_REQUIRED ACTION_. Transcribe word for word the lines below from the line with "repository c8d334b50f44455c" through the line with "file to the", ends included.

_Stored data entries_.

......

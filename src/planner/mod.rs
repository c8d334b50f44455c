//! Planner: decides one routing destination per scanned file.
//!
//! The keyword router runs first; files it cannot place confidently go to
//! the semantic classifier with the template's full path list as the
//! candidate set. A classifier failure degrades that one file to the
//! catch-all path and never aborts the batch. Output order always equals
//! input order.

pub(crate) mod classifier;
pub(crate) mod keyword;

pub use classifier::{
    ClassifierAdapter, ClassifierBackend, ClassifyRequest, CommandClassifier, HttpClassifier,
};
pub use keyword::route_by_keywords;

use crate::model::{RouterType, ScannedFile, Template};
use crate::template::{all_paths, find_catch_all, path_key_index, CATCH_ALL_NAME};

/// Default confidence below which a keyword match is handed to the
/// classifier instead of accepted.
pub const DEFAULT_LLM_THRESHOLD: f64 = 0.5;
/// Default confidence below which a decision needs human approval.
pub const DEFAULT_APPROVAL_THRESHOLD: f64 = 0.7;

/// Tunables for one planning pass.
#[derive(Debug, Clone, Copy)]
pub struct PlanOptions {
    pub llm_threshold: f64,
    pub approval_threshold: f64,
}

impl Default for PlanOptions {
    fn default() -> Self {
        PlanOptions {
            llm_threshold: DEFAULT_LLM_THRESHOLD,
            approval_threshold: DEFAULT_APPROVAL_THRESHOLD,
        }
    }
}

/// One file's proposed destination, before persistence.
#[derive(Debug, Clone)]
pub struct RoutingDecision {
    pub file_id: String,
    pub file_name: String,
    pub mime_type: Option<String>,
    pub source_path: String,
    pub target_path: String,
    pub proposed_folder_key: Option<String>,
    pub confidence: f64,
    pub router_type: RouterType,
    pub needs_approval: bool,
    pub reason: Option<String>,
    pub keyword_matches: Vec<String>,
}

/// Generate a routing plan: one decision per input file, order-preserving.
pub fn generate_plan(
    files: &[ScannedFile],
    template: &Template,
    classifier: &ClassifierAdapter,
    options: &PlanOptions,
) -> Vec<RoutingDecision> {
    let candidate_paths = all_paths(&template.folder_tree);
    let path_to_key = path_key_index(&template.folder_tree);
    let lookup_key = |path: &str| -> Option<String> {
        path_to_key
            .iter()
            .find(|(p, _)| p == path)
            .map(|(_, k)| k.clone())
    };

    // Catch-all key: the "other" node's key, or a literal marker when the
    // template has no such node.
    let other_key = find_catch_all(&template.folder_tree)
        .map(|node| node.key.clone())
        .unwrap_or_else(|| "other".to_string());

    let rule_examples: Vec<(String, String)> = template
        .routing_rules
        .iter()
        .take(classifier::MAX_RULE_EXAMPLES)
        .map(|rule| (rule.keywords.join(", "), rule.target_path.clone()))
        .collect();
    let top_level_folders: Vec<String> = template
        .folder_tree
        .children
        .iter()
        .map(|child| child.name.clone())
        .collect();

    let mut decisions = Vec::with_capacity(files.len());

    for file in files {
        let source_path = file.path.clone().unwrap_or_else(|| file.name.clone());
        let keyword_route = route_by_keywords(&file.name, &template.routing_rules);

        if keyword_route.matched && keyword_route.confidence >= options.llm_threshold {
            let target_path = keyword_route
                .target_path
                .unwrap_or_else(|| CATCH_ALL_NAME.to_string());
            let proposed_key = lookup_key(&target_path).unwrap_or_else(|| other_key.clone());
            let matched_rule = keyword_route.matched_rule_id.unwrap_or_default();

            decisions.push(RoutingDecision {
                file_id: file.id.clone(),
                file_name: file.name.clone(),
                mime_type: Some(file.mime_type.clone()),
                source_path,
                target_path,
                proposed_folder_key: Some(proposed_key),
                confidence: keyword_route.confidence,
                router_type: RouterType::Keyword,
                needs_approval: keyword_route.confidence < options.approval_threshold,
                reason: Some(format!("Matched rule: {matched_rule}")),
                keyword_matches: vec![matched_rule],
            });
            continue;
        }

        // Ambiguous: ask the classifier. The adapter is total, so this never
        // fails; a degraded verdict carries its own explanation.
        let verdict = classifier.classify(&ClassifyRequest {
            file_name: &file.name,
            source_path: &source_path,
            candidate_paths: &candidate_paths,
            rule_examples: rule_examples.clone(),
            top_level_folders: top_level_folders.clone(),
        });

        let proposed_key = lookup_key(&verdict.target_path).unwrap_or_else(|| other_key.clone());
        let router_type = if verdict.fallback {
            RouterType::Other
        } else {
            RouterType::Llm
        };
        let needs_approval = verdict.confidence < options.approval_threshold;

        decisions.push(RoutingDecision {
            file_id: file.id.clone(),
            file_name: file.name.clone(),
            mime_type: Some(file.mime_type.clone()),
            source_path,
            target_path: verdict.target_path,
            proposed_folder_key: Some(proposed_key),
            confidence: verdict.confidence,
            router_type,
            needs_approval,
            reason: Some(verdict.reasoning),
            keyword_matches: Vec::new(),
        });
    }

    let needs_approval = decisions.iter().filter(|d| d.needs_approval).count();
    tracing::info!(
        total_files = files.len(),
        keyword = decisions
            .iter()
            .filter(|d| d.router_type == RouterType::Keyword)
            .count(),
        llm = decisions
            .iter()
            .filter(|d| d.router_type == RouterType::Llm)
            .count(),
        other = decisions
            .iter()
            .filter(|d| d.router_type == RouterType::Other)
            .count(),
        needs_approval,
        "plan generated"
    );

    decisions
}

#[cfg(test)]
mod tests {
    use super::*;
    use crate::model::{FolderNode, RoutingRule};
    use crate::template::resolve_paths;

    fn template() -> Template {
        let mut tree = FolderNode::with_children(
            "Root",
            vec![
                FolderNode::new("Finance"),
                FolderNode::new("Legal"),
                FolderNode::new("Other"),
            ],
        );
        resolve_paths(&mut tree);
        Template {
            id: "tpl-1".to_string(),
            name: "Standard".to_string(),
            version: 1,
            routing_rules: vec![RoutingRule {
                id: "rule-invoice".to_string(),
                folder_key: crate::template::find_by_path(&tree, "Root/Finance")
                    .unwrap()
                    .key
                    .clone(),
                keywords: vec!["invoice".to_string()],
                target_path: "Root/Finance".to_string(),
                priority: 10,
            }],
            expected_items: Vec::new(),
            folder_tree: tree,
            created_at: 0,
        }
    }

    fn file(id: &str, name: &str) -> ScannedFile {
        ScannedFile {
            id: id.to_string(),
            name: name.to_string(),
            mime_type: "application/pdf".to_string(),
            path: Some(format!("Inbox/{name}")),
            size: Some(100),
            content_hash: None,
            modified_at: None,
        }
    }

    #[test]
    fn keyword_match_is_accepted_without_classifier() {
        let template = template();
        let classifier = ClassifierAdapter::unconfigured();
        let decisions = generate_plan(
            &[file("f1", "invoice_march.pdf")],
            &template,
            &classifier,
            &PlanOptions::default(),
        );
        assert_eq!(decisions.len(), 1);
        assert_eq!(decisions[0].router_type, RouterType::Keyword);
        assert_eq!(decisions[0].target_path, "Root/Finance");
        assert!(!decisions[0].needs_approval);
        assert_eq!(decisions[0].keyword_matches, vec!["rule-invoice"]);
    }

    #[test]
    fn unmatched_files_degrade_to_catch_all_when_unconfigured() {
        let template = template();
        let classifier = ClassifierAdapter::unconfigured();
        let decisions = generate_plan(
            &[file("f1", "mystery.bin"), file("f2", "notes.txt")],
            &template,
            &classifier,
            &PlanOptions::default(),
        );
        for decision in &decisions {
            assert_eq!(decision.router_type, RouterType::Other);
            assert_eq!(decision.target_path, "Root/Other");
            assert!(decision.confidence <= 0.2);
            assert!(decision.needs_approval);
            // Never left without a target.
            assert!(!decision.target_path.is_empty());
        }
    }

    #[test]
    fn approval_gating_holds_for_every_router_type() {
        let template = template();
        let classifier = ClassifierAdapter::unconfigured();
        let options = PlanOptions::default();
        let decisions = generate_plan(
            &[file("f1", "invoice.pdf"), file("f2", "mystery.bin")],
            &template,
            &classifier,
            &options,
        );
        for decision in &decisions {
            if decision.confidence < options.approval_threshold {
                assert!(decision.needs_approval);
            } else {
                assert!(!decision.needs_approval);
            }
        }
    }

    #[test]
    fn output_order_matches_input_order() {
        let template = template();
        let classifier = ClassifierAdapter::unconfigured();
        let files = vec![
            file("a", "zeta.bin"),
            file("b", "invoice.pdf"),
            file("c", "alpha.bin"),
        ];
        let decisions = generate_plan(&files, &template, &classifier, &PlanOptions::default());
        let ids: Vec<&str> = decisions.iter().map(|d| d.file_id.as_str()).collect();
        assert_eq!(ids, vec!["a", "b", "c"]);
    }

    #[test]
    fn proposed_key_maps_through_path_index() {
        let template = template();
        let classifier = ClassifierAdapter::unconfigured();
        let decisions = generate_plan(
            &[file("f1", "invoice.pdf")],
            &template,
            &classifier,
            &PlanOptions::default(),
        );
        let finance_key = crate::template::find_by_path(&template.folder_tree, "Root/Finance")
            .unwrap()
            .key
            .clone();
        assert_eq!(
            decisions[0].proposed_folder_key.as_deref(),
            Some(finance_key.as_str())
        );
    }
}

......

_REPLY TO THE EXERCISE_.
repository c8d334b50f44455c
//! Planner: decides one routing destination per scanned file.
//!
//! The keyword router runs first; files it cannot place confidently go to
//! the semantic classifier with the template's full path list as the
//! candidate set. A classifier failure degrades that one file to the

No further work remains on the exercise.